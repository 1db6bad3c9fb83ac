mod common;

use std::sync::atomic::Ordering;
use std::time::Duration;

use epaper_config::EpaperConfig;
use epaper_ir::protocol::LinkTarget;
use epaper_ir::{Chapter, DocumentDescriptor};
use epaper_scene::NodeKind;
use epaper_session::{SessionError, SessionState};

use common::{Call, descriptor, harness, harness_with, page_message};

#[tokio::test]
async fn drill_down_then_pop_back() {
    let mut h = harness();
    let d1 = h.viewer.open(descriptor("d1")).await.unwrap();
    let d2 = h.viewer.push(descriptor("d2")).await.unwrap();
    let d3 = h.viewer.push(descriptor("d3")).await.unwrap();
    assert_eq!(h.viewer.stack().len(), 3);
    assert_eq!(h.viewer.stack().get(d1).unwrap().state(), SessionState::Background);

    let closed = h.viewer.pop(2).await;

    assert_eq!(closed, vec![d3]);
    let keys: Vec<_> = h.viewer.stack().iter().map(|s| s.key()).collect();
    assert_eq!(keys, vec![d1, d2]);
    assert_eq!(h.viewer.top().unwrap().state(), SessionState::Active);
    assert!(!h.viewer.router().is_registered(&"3".to_string()));
    assert!(h.viewer.router().is_registered(&"2".to_string()));
    assert_eq!(h.channel.closed(), vec!["3".to_string()]);
}

#[tokio::test]
async fn pop_closes_top_down() {
    let mut h = harness();
    let d1 = h.viewer.open(descriptor("d1")).await.unwrap();
    let d2 = h.viewer.push(descriptor("d2")).await.unwrap();
    let d3 = h.viewer.push(descriptor("d3")).await.unwrap();

    assert_eq!(h.viewer.pop(1).await, vec![d3, d2]);
    assert_eq!(h.viewer.top().unwrap().key(), d1);
    assert_eq!(h.channel.closed(), vec!["3".to_string(), "2".to_string()]);

    assert_eq!(h.viewer.close_all().await, vec![d1]);
    assert!(h.viewer.stack().is_empty());
    assert!(h.viewer.router().is_empty());
}

#[tokio::test]
async fn sixth_document_is_refused_without_requests() {
    let mut h = harness();
    h.viewer.open(descriptor("root")).await.unwrap();
    for depth in 1..5 {
        h.viewer.push(descriptor(&format!("child{depth}"))).await.unwrap();
    }
    assert_eq!(h.viewer.stack().len(), 5);
    let top = h.viewer.top().unwrap().key();
    h.channel.clear_calls();

    let err = h.viewer.push(descriptor("one-too-many")).await.unwrap_err();

    assert!(matches!(err, SessionError::DepthLimit { max: 5 }));
    assert!(h.channel.calls().is_empty());
    assert_eq!(h.viewer.stack().len(), 5);
    assert_eq!(h.viewer.top().unwrap().key(), top);
    assert_eq!(h.viewer.top().unwrap().state(), SessionState::Active);
    assert!(h.overlay.errors().is_empty());
}

#[tokio::test]
async fn failed_open_keeps_previous_top() {
    let mut h = harness();
    let root = h.viewer.open(descriptor("root")).await.unwrap();
    h.channel.script().fail_open = true;

    let err = h.viewer.push(descriptor("child")).await.unwrap_err();

    assert!(matches!(err, SessionError::Server(_)));
    assert_eq!(h.viewer.stack().len(), 1);
    assert_eq!(h.viewer.top().unwrap().key(), root);
    assert_eq!(h.viewer.top().unwrap().state(), SessionState::Active);
    assert_eq!(h.overlay.errors().len(), 1);
    assert!(h.overlay.errors()[0].contains("template not found"));
}

#[tokio::test]
async fn failed_first_load_closes_the_new_document() {
    let mut h = harness();
    let root = h.viewer.open(descriptor("root")).await.unwrap();
    h.channel.script().fail_load = true;

    assert!(h.viewer.push(descriptor("child")).await.is_err());

    assert_eq!(h.viewer.stack().len(), 1);
    assert_eq!(h.viewer.top().unwrap().key(), root);
    assert!(!h.viewer.router().is_registered(&"2".to_string()));
    assert_eq!(h.channel.closed(), vec!["2".to_string()]);
}

#[tokio::test]
async fn open_replaces_the_whole_stack() {
    let mut h = harness();
    h.viewer.open(descriptor("a")).await.unwrap();
    h.viewer.push(descriptor("b")).await.unwrap();

    h.viewer.open(descriptor("c")).await.unwrap();

    assert_eq!(h.viewer.stack().len(), 1);
    assert_eq!(h.viewer.top().unwrap().title(), "c");
    assert_eq!(h.channel.closed(), vec!["2".to_string(), "1".to_string()]);
    assert_eq!(h.viewer.router().len(), 1);
}

#[tokio::test]
async fn following_a_link_pushes_the_target() {
    let mut h = harness();
    let mut root = descriptor("statement");
    root.chapters[0].params = Some(serde_json::json!({ "year": 2016 }));
    h.viewer.open(root).await.unwrap();
    h.viewer.handle_push(&"1".to_string(), &page_message(&["7110001"])).unwrap();
    h.channel.script().link = Some(LinkTarget {
        handler: None,
        template: Some("default/ledger".into()),
        path: "ledger/${link}?year=${year}".into(),
        title: "Account ${link}".into(),
    });

    let rendered = h.viewer.top().unwrap().rendered.as_ref().unwrap();
    let text_node = rendered
        .tree
        .descendants(rendered.layers.content)
        .into_iter()
        .find(|&id| matches!(rendered.tree.node(id).map(|n| &n.kind), Some(NodeKind::Text { .. })))
        .unwrap();

    let pushed = h.viewer.follow_link(text_node, 10.0, 14.0).await.unwrap();

    assert!(pushed.is_some());
    assert_eq!(h.viewer.stack().len(), 2);
    assert_eq!(h.viewer.top().unwrap().title(), "Account 7110001");
    assert!(h.channel.calls().contains(&Call::Open {
        template: "default/ledger".into(),
        path: "ledger/7110001?year=2016".into(),
    }));
}

#[tokio::test]
async fn clicking_outside_links_does_nothing() {
    let mut h = harness();
    h.viewer.open(descriptor("statement")).await.unwrap();
    h.viewer.handle_push(&"1".to_string(), &page_message(&["x"])).unwrap();
    let band_layer = h.viewer.top().unwrap().rendered.as_ref().unwrap().layers.bands;
    h.channel.clear_calls();

    assert_eq!(h.viewer.follow_link(band_layer, 0.0, 0.0).await.unwrap(), None);
    assert!(h.channel.calls().is_empty());
}

fn chaptered() -> DocumentDescriptor {
    let mut shared = Chapter::new("default/ledger", "ledger/2016");
    shared.locale = "en_GB".into();
    let mut same = Chapter::new("default/ledger", "ledger/2017");
    same.locale = "en_GB".into();
    let other = Chapter::new("default/summary", "summary/2017");
    DocumentDescriptor {
        title: "Ledgers".into(),
        chapters: vec![shared, same, other],
        page_count: Some(2),
        epaper2: false,
    }
}

#[tokio::test]
async fn same_template_chapter_is_only_reloaded() {
    let mut h = harness();
    let key = h.viewer.open(chaptered()).await.unwrap();
    h.channel.clear_calls();

    h.viewer.goto_chapter(1, 1).await.unwrap();

    assert_eq!(
        h.channel.calls(),
        vec![Call::Load {
            id: "1".into(),
            page: 1
        }]
    );
    let session = h.viewer.stack().get(key).unwrap();
    assert_eq!(session.chapter_index, 1);
    assert_eq!(session.server_id.as_deref(), Some("1"));
}

#[tokio::test]
async fn other_template_chapter_reopens() {
    let mut h = harness();
    let key = h.viewer.open(chaptered()).await.unwrap();
    h.channel.clear_calls();

    h.viewer.goto_chapter(2, 2).await.unwrap();

    assert_eq!(
        h.channel.calls(),
        vec![
            Call::Open {
                template: "default/summary".into(),
                path: "summary/2017".into()
            },
            Call::Close("1".into()),
            Call::Load {
                id: "2".into(),
                page: 2
            },
        ]
    );
    let session = h.viewer.stack().get(key).unwrap();
    assert_eq!(session.chapter_index, 2);
    assert_eq!(session.chapter_page, 2);
    assert_eq!(session.state(), SessionState::Active);
    assert!(h.viewer.router().is_registered(&"2".to_string()));
    assert!(!h.viewer.router().is_registered(&"1".to_string()));
}

#[tokio::test]
async fn close_previous_flag_forces_reopen() {
    let mut h = harness();
    let mut descriptor = chaptered();
    descriptor.chapters[1].close_previous = true;
    h.viewer.open(descriptor).await.unwrap();
    h.channel.clear_calls();

    h.viewer.goto_chapter(1, 1).await.unwrap();

    assert_eq!(h.channel.opens(), 1);
    assert_eq!(h.channel.closed(), vec!["1".to_string()]);
}

#[tokio::test]
async fn failed_reopen_keeps_the_current_chapter() {
    let mut h = harness();
    let key = h.viewer.open(chaptered()).await.unwrap();
    h.channel.script().fail_open = true;

    assert!(h.viewer.goto_chapter(2, 1).await.is_err());

    let session = h.viewer.stack().get(key).unwrap();
    assert_eq!(session.chapter_index, 0);
    assert_eq!(session.server_id.as_deref(), Some("1"));
    assert!(h.viewer.router().is_registered(&"1".to_string()));
    assert!(h.channel.closed().is_empty());
}

#[tokio::test]
async fn paging_crosses_chapters_and_clamps() {
    let mut h = harness();
    h.viewer.open(chaptered()).await.unwrap();
    assert_eq!(h.viewer.top().unwrap().total_page_count(), 6);
    assert!(!h.viewer.previous_page().await.unwrap());
    h.channel.clear_calls();

    assert!(h.viewer.next_page().await.unwrap());
    assert_eq!(
        h.channel.calls(),
        vec![Call::GotoPage {
            id: "1".into(),
            page: 2
        }]
    );

    assert!(h.viewer.next_page().await.unwrap());
    let top = h.viewer.top().unwrap();
    assert_eq!(top.chapter_index, 1);
    assert_eq!(top.page_number(), 3);

    h.viewer.goto_page(6).await.unwrap();
    assert_eq!(h.viewer.top().unwrap().page_number(), 6);
    assert!(!h.viewer.next_page().await.unwrap());

    let err = h.viewer.goto_page(7).await.unwrap_err();
    assert!(matches!(err, SessionError::PageOutOfRange(7)));
}

#[tokio::test]
async fn zoom_is_bounded() {
    let mut h = harness();
    assert_eq!(h.viewer.page_size(), None);
    h.viewer.open(descriptor("doc")).await.unwrap();
    assert_eq!(h.viewer.page_size(), Some((595.0, 842.0)));

    for _ in 0..20 {
        h.viewer.zoom_in();
    }
    let max = h.viewer.zoom();
    assert!(max >= 3.0 && max < 3.0 * 1.2);
    assert_eq!(h.viewer.zoom_in(), max);

    for _ in 0..20 {
        h.viewer.zoom_out();
    }
    let min = h.viewer.zoom();
    assert!(min <= 0.5 && min > 0.5 * 0.8);

    let (width, height) = h.viewer.page_size().unwrap();
    assert!((width - 595.0 * min).abs() < 1e-9);
    assert!((height - 842.0 * min).abs() < 1e-9);
}

#[tokio::test(start_paused = true)]
async fn keep_alive_timers_do_not_stack() {
    let mut config = EpaperConfig::default();
    config.session.keep_alive_secs = 30;
    let mut h = harness_with(config);

    h.viewer.open(descriptor("root")).await.unwrap();
    h.viewer.push(descriptor("child")).await.unwrap();
    tokio::time::sleep(Duration::from_secs(95)).await;
    assert_eq!(h.channel.pings.load(Ordering::SeqCst), 3);

    h.viewer.close_all().await;
    tokio::time::sleep(Duration::from_secs(60)).await;
    assert_eq!(h.channel.pings.load(Ordering::SeqCst), 3);
}

#[tokio::test]
async fn missing_channel_is_reported() {
    let mut h = harness();
    let mut descriptor = descriptor("new-generation");
    descriptor.epaper2 = true;

    let err = h.viewer.open(descriptor).await.unwrap_err();

    assert!(matches!(err, SessionError::NoChannel(_)));
    assert!(h.viewer.stack().is_empty());
}

#[tokio::test]
async fn open_without_chapters_keeps_the_stack() {
    let mut h = harness();
    h.viewer.open(descriptor("d1")).await.unwrap();
    h.viewer.push(descriptor("d2")).await.unwrap();
    h.channel.clear_calls();
    let empty = DocumentDescriptor {
        title: "empty".into(),
        chapters: Vec::new(),
        page_count: None,
        epaper2: false,
    };

    let err = h.viewer.open(empty).await.unwrap_err();

    assert!(matches!(err, SessionError::NoChapter(0)));
    assert_eq!(h.viewer.stack().len(), 2);
    assert_eq!(h.viewer.router().len(), 2);
    assert_eq!(h.viewer.top().unwrap().state(), SessionState::Active);
    assert!(h.channel.calls().is_empty());
    assert_eq!(h.overlay.errors().len(), 1);
}

#[tokio::test(start_paused = true)]
async fn popping_everything_stops_keep_alive() {
    let mut config = EpaperConfig::default();
    config.session.keep_alive_secs = 30;
    let mut h = harness_with(config);

    h.viewer.open(descriptor("root")).await.unwrap();
    h.viewer.push(descriptor("child")).await.unwrap();
    tokio::time::sleep(Duration::from_secs(35)).await;
    assert_eq!(h.channel.pings.load(Ordering::SeqCst), 1);

    h.viewer.pop(1).await;
    tokio::time::sleep(Duration::from_secs(30)).await;
    assert_eq!(h.channel.pings.load(Ordering::SeqCst), 2);

    h.viewer.pop(0).await;
    tokio::time::sleep(Duration::from_secs(90)).await;
    assert_eq!(h.channel.pings.load(Ordering::SeqCst), 2);
}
--*--
Work to complete :: Pull every line containing "SessionError" out of the material and copy it.

Reply to the task ::
use epaper_session::{SessionError, SessionState};
    assert!(matches!(err, SessionError::DepthLimit { max: 5 }));
    assert!(matches!(err, SessionError::Server(_)));
    assert!(matches!(err, SessionError::PageOutOfRange(7)));
    assert!(matches!(err, SessionError::NoChannel(_)));
    assert!(matches!(err, SessionError::NoChapter(0)));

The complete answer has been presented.